Zagor against Hellingen – The Destiny of Hellingen, review: the deadly return of the Professor
Zagor against Hellingen – The Destiny of Hellingen, review
After seven volumes, Il Destino di Hellingen concludes the series Zagor against Hellingen, which re-proposed in chronological order the long challenge between the Spirit with the Hatchet and his bitter enemy the mad doctor. It is a real long tail that connects to the events of the previous Invasion Day, incorporating that authorial approach sought by a lysergic Tiziano Sclavi first in Ai Confini della Realtà, and then by Mauro Boselli with the gothic atmospheres of Ombre su Darkwood, for a story that represents the "final" chapter of the fight between Zagor and the diabolical professor in the wake of an ideal return to the character's origins and Nolittian tradition. An operation promoted by the texts by Moreno Burattini (current curator of Zagor) and by the pair composed of Gianni Sedioli and Marco Verni for the drawings: a creative team which, despite having the Zagorian canon as its guiding star, does not give up more robust passages, almost daring and some twists as unexpected as they are winning.

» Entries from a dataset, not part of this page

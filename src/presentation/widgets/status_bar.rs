//! Bottom status line: session, last notice and key hints.

use ratatui::{
    buffer::Buffer,
    layout::Rect,
    style::{Color, Modifier, Style},
    text::{Line, Span},
    widgets::{Paragraph, Widget},
};

/// Severity of a notice.
#[derive(Debug, Clone, Copy, PartialEq, Eq)]
pub enum StatusLevel {
    Info,
    Success,
    Warning,
    Error,
}

impl StatusLevel {
    /// Returns color for level.
    #[must_use]
    pub const fn color(self) -> Color {
        match self {
            Self::Info => Color::Cyan,
            Self::Success => Color::Green,
            Self::Warning => Color::Yellow,
            Self::Error => Color::Red,
        }
    }
}

/// A short message shown until the next screen change.
#[derive(Debug, Clone, PartialEq, Eq)]
pub struct Notice {
    pub message: String,
    pub level: StatusLevel,
}

impl Notice {
    #[must_use]
    pub fn info(message: impl Into<String>) -> Self {
        Self {
            message: message.into(),
            level: StatusLevel::Info,
        }
    }

    #[must_use]
    pub fn success(message: impl Into<String>) -> Self {
        Self {
            message: message.into(),
            level: StatusLevel::Success,
        }
    }

    #[must_use]
    pub fn warning(message: impl Into<String>) -> Self {
        Self {
            message: message.into(),
            level: StatusLevel::Warning,
        }
    }

    #[must_use]
    pub fn error(message: impl Into<String>) -> Self {
        Self {
            message: message.into(),
            level: StatusLevel::Error,
        }
    }
}

/// Status bar widget.
#[derive(Debug, Clone, Default)]
pub struct StatusBar<'a> {
    session: Option<&'a str>,
    notice: Option<&'a Notice>,
    hints: &'a str,
}

impl<'a> StatusBar<'a> {
    #[must_use]
    pub const fn new(hints: &'a str) -> Self {
        Self {
            session: None,
            notice: None,
            hints,
        }
    }

    /// Name of the signed-in clinician.
    #[must_use]
    pub const fn session(mut self, name: Option<&'a str>) -> Self {
        self.session = name;
        self
    }

    #[must_use]
    pub const fn notice(mut self, notice: Option<&'a Notice>) -> Self {
        self.notice = notice;
        self
    }
}

impl Widget for StatusBar<'_> {
    fn render(self, area: Rect, buf: &mut Buffer) {
        let width = area.width as usize;
        let left = match self.session {
            Some(name) => format!(" {name} "),
            None => " not signed in ".to_string(),
        };
        let right = format!("{} ", self.hints);

        let mut spans = vec![Span::styled(
            left.clone(),
            Style::default()
                .fg(Color::Black)
                .bg(Color::Cyan)
                .add_modifier(Modifier::BOLD),
        )];
        let mut used = left.chars().count();

        if let Some(notice) = self.notice {
            let text = format!(" {}", notice.message);
            used += text.chars().count();
            spans.push(Span::styled(
                text,
                Style::default()
                    .fg(notice.level.color())
                    .add_modifier(Modifier::BOLD),
            ));
        }

        let right_len = right.chars().count();
        if used + right_len < width {
            spans.push(Span::raw(" ".repeat(width - used - right_len)));
            spans.push(Span::styled(right, Style::default().fg(Color::DarkGray)));
        }

        Paragraph::new(Line::from(spans)).render(area, buf);
    }
}

#[cfg(test)]
mod tests {
    use super::*;

    fn rendered(bar: StatusBar<'_>, width: u16) -> String {
        let area = Rect::new(0, 0, width, 1);
        let mut buf = Buffer::empty(area);
        bar.render(area, &mut buf);
        (0..width).map(|x| buf[(x, 0)].symbol().to_string()).collect()
    }

    #[test]
    fn test_renders_session_notice_and_hints() {
        let notice = Notice::success("Patient registered");
        let line = rendered(
            StatusBar::new("Esc back")
                .session(Some("Ana Rojas"))
                .notice(Some(&notice)),
            60,
        );
        assert!(line.starts_with(" Ana Rojas "));
        assert!(line.contains("Patient registered"));
        assert!(line.trim_end().ends_with("Esc back"));
    }

    #[test]
    fn test_hints_dropped_when_too_narrow() {
        let line = rendered(StatusBar::new("Ctrl+C quit"), 16);
        assert!(line.contains("not signed in"));
        assert!(!line.contains("quit"));
    }
}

The Fate of Hellingen: The Deadly Return of the Professor
Just when Zagor is informed by Tonka of the disappearance of some Mohawks near the Monete Naatani, where the Akkronians had built their base, the Professor arrives in Darkwood Adolfo Verybad looking for the unlikely help of the Spirit with the Hatchet. In fact, the volcanic professor was approached by a mysterious group of scientists who call themselves the Disciples whose goal is to perpetrate the teachings of an enlightened master. Neither Zagor nor Verybad are slow to understand that the master mentioned in The Disciples is Helligen also because the missing Mohawks are found prisoners inside another Akkronian outpost or perhaps a secret laboratory of the same mad doctor full of even more dangerous inventions such as incredible armor that increases the wearer's strength and speed.When a group of men equipped with heavy armor is then stolen from a fort in Illinois, the tank that had led to a first resurrection of Hellingen the situation appears dramatic. Not only could someone be working from within Elsewhere, the secret organization of the US government dedicated to studying mysterious facts and fringe science, but all the signs around Mount Naatani suggest that the reckoning will take place at the sinister manor which had been built by the diabolical servants made available by the Wendigo in Hellingen.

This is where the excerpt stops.